Di qua, o Signore, il lardo tocca gli alluci dei commensali

alle ricche tavole scorre il sangue nelle carni,

prelibata libagione,

a pagarle si ode ancora nell’aria l’aspro pizzico dello zolfo

del nero carbone dell’impalpabile salnitro

loro preziosa mercanzia.

Tu dove sei, o Signore, guarda i tuoi piccoli fratelli

nei loro cuori manca la tua serenità

nei loro cuori la paura

nei loro cuori il terrore della madre violata

nei loro cuori il sorriso non trova più posto.

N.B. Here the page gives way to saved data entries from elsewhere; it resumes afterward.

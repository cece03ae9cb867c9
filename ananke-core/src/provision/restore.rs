use serde::Serialize;
use tracing::{info, warn};

use crate::course::is_valid_account_name;
use crate::os::ops;
use crate::provision::{ProvisionError, Provisioner};

/// Outcome of [`Provisioner::restore_grader_accounts`].
#[derive(Debug, Clone, Default, PartialEq, Eq, Serialize)]
pub struct RestoreReport {
    /// Accounts recreated.
    pub restored: Vec<String>,
    /// Homes whose account could not be recreated.
    pub failed: Vec<String>,
}

impl Provisioner {
    /// Recreates OS accounts for grader homes that outlived them.
    ///
    /// Home directories persist across container replacement while
    /// `/etc/passwd` does not; every `c-*` home without an account gets a
    /// locked account again and its files are re-owned.
    pub async fn restore_grader_accounts(
        &self,
    ) -> Result<RestoreReport, ProvisionError> {
        let mut report = RestoreReport::default();
        let mut homes = Vec::new();
        for entry in std::fs::read_dir(&self.layout.home_root)? {
            let entry = entry?;
            if !entry.file_type()?.is_dir() {
                continue;
            }
            if let Some(name) = entry.file_name().to_str()
                && name.starts_with("c-")
                && is_valid_account_name(name)
            {
                homes.push(name.to_string());
            }
        }
        homes.sort();

        for grader in homes {
            if self.account_exists(&grader).await {
                continue;
            }
            match self.restore_account(&grader).await {
                Ok(()) => {
                    info!(grader, "grader account restored");
                    report.restored.push(grader);
                }
                Err(err) => {
                    warn!(grader, %err, "failed to restore grader account");
                    report.failed.push(grader);
                }
            }
        }
        Ok(report)
    }

    async fn restore_account(&self, grader: &str) -> Result<(), ProvisionError> {
        self.runner.run(&ops::create_account(grader, false)).await?;
        self.runner.run(&ops::lock_password(grader)).await?;
        let home = self.layout.grader_home(grader);
        let owner = format!("{grader}:{grader}");
        self.runner.run(&ops::chown_recursive(&home, &owner)).await?;
        Ok(())
    }
}
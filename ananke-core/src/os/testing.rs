//! In-process stand-in for the OS.
//!
//! [`RecordingRunner`] records every command and simulates just enough of
//! account management (`id`, `useradd`, `userdel`) for the provisioning
//! flows to be exercised against a temp directory. `rm -rf` is carried
//! out for paths below the home root.

use std::collections::HashSet;
use std::path::PathBuf;
use std::sync::Mutex;

use async_trait::async_trait;

use crate::os::{CommandOutput, CommandRunner, CommandSpec, OsError};

/// [`CommandRunner`] that records instead of spawning.
#[derive(Debug, Default)]
pub struct RecordingRunner {
    calls: Mutex<Vec<CommandSpec>>,
    accounts: Mutex<HashSet<String>>,
    failing: Vec<String>,
    home_root: Option<PathBuf>,
}

impl RecordingRunner {
    /// Runner without accounts, failures or home root.
    pub fn new() -> Self {
        Self::default()
    }

    /// `useradd --create-home` creates `<home_root>/<user>`.
    pub fn with_home_root(mut self, home_root: impl Into<PathBuf>) -> Self {
        self.home_root = Some(home_root.into());
        self
    }

    /// Commands whose command line contains `needle` exit with status 1.
    pub fn failing_on(mut self, needle: impl Into<String>) -> Self {
        self.failing.push(needle.into());
        self
    }

    /// Starts with `user` already present.
    pub fn with_account(self, user: impl Into<String>) -> Self {
        self.lock_accounts().insert(user.into());
        self
    }

    /// True when `user` exists in the simulated account table.
    pub fn has_account(&self, user: &str) -> bool {
        self.lock_accounts().contains(user)
    }

    /// Every command seen so far, in order.
    pub fn calls(&self) -> Vec<CommandSpec> {
        self.calls.lock().map(|c| c.clone()).unwrap_or_default()
    }

    /// [`RecordingRunner::calls`] as command lines.
    pub fn command_lines(&self) -> Vec<String> {
        self.calls().iter().map(CommandSpec::command_line).collect()
    }

    /// Number of recorded commands whose command line contains `needle`.
    pub fn count(&self, needle: &str) -> usize {
        self.command_lines()
            .iter()
            .filter(|line| line.contains(needle))
            .count()
    }

    fn lock_accounts(&self) -> std::sync::MutexGuard<'_, HashSet<String>> {
        match self.accounts.lock() {
            Ok(guard) => guard,
            Err(poisoned) => poisoned.into_inner(),
        }
    }

    fn simulate(&self, spec: &CommandSpec) -> CommandOutput {
        let user = spec.args.last().cloned().unwrap_or_default();
        let ok = CommandOutput {
            code: Some(0),
            ..CommandOutput::default()
        };
        let failed = |stderr: &str| CommandOutput {
            code: Some(1),
            stdout: String::new(),
            stderr: stderr.to_string(),
        };

        match spec.program.as_str() {
            "id" if !self.has_account(&user) => failed("no such user"),
            "useradd" => {
                if !self.lock_accounts().insert(user.clone()) {
                    return failed("user already exists");
                }
                if spec.args.iter().any(|a| a == "--create-home")
                    && let Some(root) = &self.home_root
                    && std::fs::create_dir_all(root.join(&user)).is_err()
                {
                    return failed("cannot create home");
                }
                ok
            }
            "userdel" => {
                self.lock_accounts().remove(&user);
                ok
            }
            "rm" => {
                let target = PathBuf::from(&user);
                if let Some(root) = &self.home_root
                    && target.starts_with(root)
                {
                    let _ = if target.is_dir() {
                        std::fs::remove_dir_all(&target)
                    } else {
                        std::fs::remove_file(&target)
                    };
                }
                ok
            }
            _ => ok,
        }
    }
}

#[async_trait]
impl CommandRunner for RecordingRunner {
    async fn output(&self, spec: &CommandSpec) -> Result<CommandOutput, OsError> {
        if let Ok(mut calls) = self.calls.lock() {
            calls.push(spec.clone());
        }
        let line = spec.command_line();
        if self.failing.iter().any(|needle| line.contains(needle)) {
            return Ok(CommandOutput {
                code: Some(1),
                stdout: String::new(),
                stderr: format!("simulated failure: {line}"),
            });
        }
        Ok(self.simulate(spec))
    }
}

Tu, o Signore, non sei neppure sull’umile tomba;

non c’era tempo per riconoscerti

la tregua è breve

la morte non può attendere.

Maestoso s’innalza nell’aria il canto della pace

rimbomba tra le pareti della cattedrale

forte a sentirlo, ma poi si chiudono le porte

e lì rimane vuoto, solo.

Soddisfazione tra i cantori: hanno fatto,

con le parole hanno dato:

ingegni di sabbia innanzi all’onda.

Tu, o Signore, attendi questi piccoli alla tua porta

cancella dai loro occhi il ricordo del dolore,

falli giocare nei tuoi campi;

a loro quello che fratelli folli hanno tolto.

…a loro quello che fratelli folli hanno tolto.